Shaping the Future: AI-Powered Control for Soft Robots

Author: Denis Avetisyan

Researchers are leveraging neural networks to achieve precise, closed-loop control of soft robots, unlocking new possibilities for complex manipulation and locomotion.

The research extends closed-loop inverse kinematics (CLIK) to infinite dimensions, enabling task-solving reasoning across the entirety of a soft robot’s shape, and overcomes the practical difficulty of obtaining analytical Jacobians for such models through the implementation of a neural network embedding learned from simulations [latex] \mathbb{J} [/latex].

This work presents a novel approach to infinite-dimensional closed-loop inverse kinematics for soft robots using neural operators to learn actuation-to-shape mappings.

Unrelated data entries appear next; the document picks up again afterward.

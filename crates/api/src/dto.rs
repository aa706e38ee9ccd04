//! Request/response DTOs and JSON mapping helpers.

use axum::http::StatusCode;
use axum::response::Response;
use chrono::{DateTime, Utc};
use serde::{Deserialize, Serialize};
use uuid::Uuid;

use bizgrid_audit::{AuditAction, AuditLogEntry, AuditQuery};
use bizgrid_core::{EntityKind, TenantId, UserId};

use crate::errors::json_error;

/// Query parameters for `GET /audit-logs`.
///
/// `entity_type` and `action` arrive as their wire strings (`"product"`,
/// `"CREATE"`); an unknown value is a 400, not an empty result.
#[derive(Debug, Default, Clone, Deserialize)]
pub struct AuditLogParams {
    pub company_id: Option<Uuid>,
    pub entity_type: Option<String>,
    pub entity_id: Option<String>,
    pub user_id: Option<Uuid>,
    pub action: Option<String>,
    pub start_date: Option<DateTime<Utc>>,
    pub end_date: Option<DateTime<Utc>>,
    pub limit: Option<u64>,
    pub offset: Option<u64>,
}

impl AuditLogParams {
    pub fn into_query(self) -> Result<AuditQuery, Response> {
        let entity_type = self
            .entity_type
            .as_deref()
            .map(|raw| {
                raw.parse::<EntityKind>()
                    .map_err(|e| json_error(StatusCode::BAD_REQUEST, "invalid_entity_type", e.to_string()))
            })
            .transpose()?;
        let action = self
            .action
            .as_deref()
            .map(|raw| {
                raw.parse::<AuditAction>()
                    .map_err(|e| json_error(StatusCode::BAD_REQUEST, "invalid_action", e.to_string()))
            })
            .transpose()?;

        Ok(AuditQuery {
            company_id: self.company_id.map(TenantId::from_uuid),
            entity_type,
            entity_id: self.entity_id,
            user_id: self.user_id.map(UserId::from_uuid),
            action,
            start_date: self.start_date,
            end_date: self.end_date,
            limit: self.limit,
            offset: self.offset,
        })
    }
}

/// One page of the audit log.
#[derive(Debug, Serialize)]
pub struct AuditLogPage {
    pub entries: Vec<AuditLogEntry>,
    pub total: u64,
    pub limit: u64,
    pub offset: u64,
}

While kinematic control is well-established for rigid robots, its application to underactuated soft robots-possessing infinitely many degrees of freedom-remains a significant challenge. This work, ‘Infinite-Dimensional Closed-Loop Inverse Kinematics for Soft Robots via Neural Operators’, addresses this by extending closed-loop inverse kinematics (CLIK) to operate directly on the continuous shape of soft robots. We achieve this by learning the complex actuation-to-shape mapping with neural operators and deriving a Jacobian-based CLIK algorithm via an infinite-dimensional chain rule. By enabling differentiable control based on full-body shape information, does this approach unlock new avenues for robust and adaptable soft robot manipulation?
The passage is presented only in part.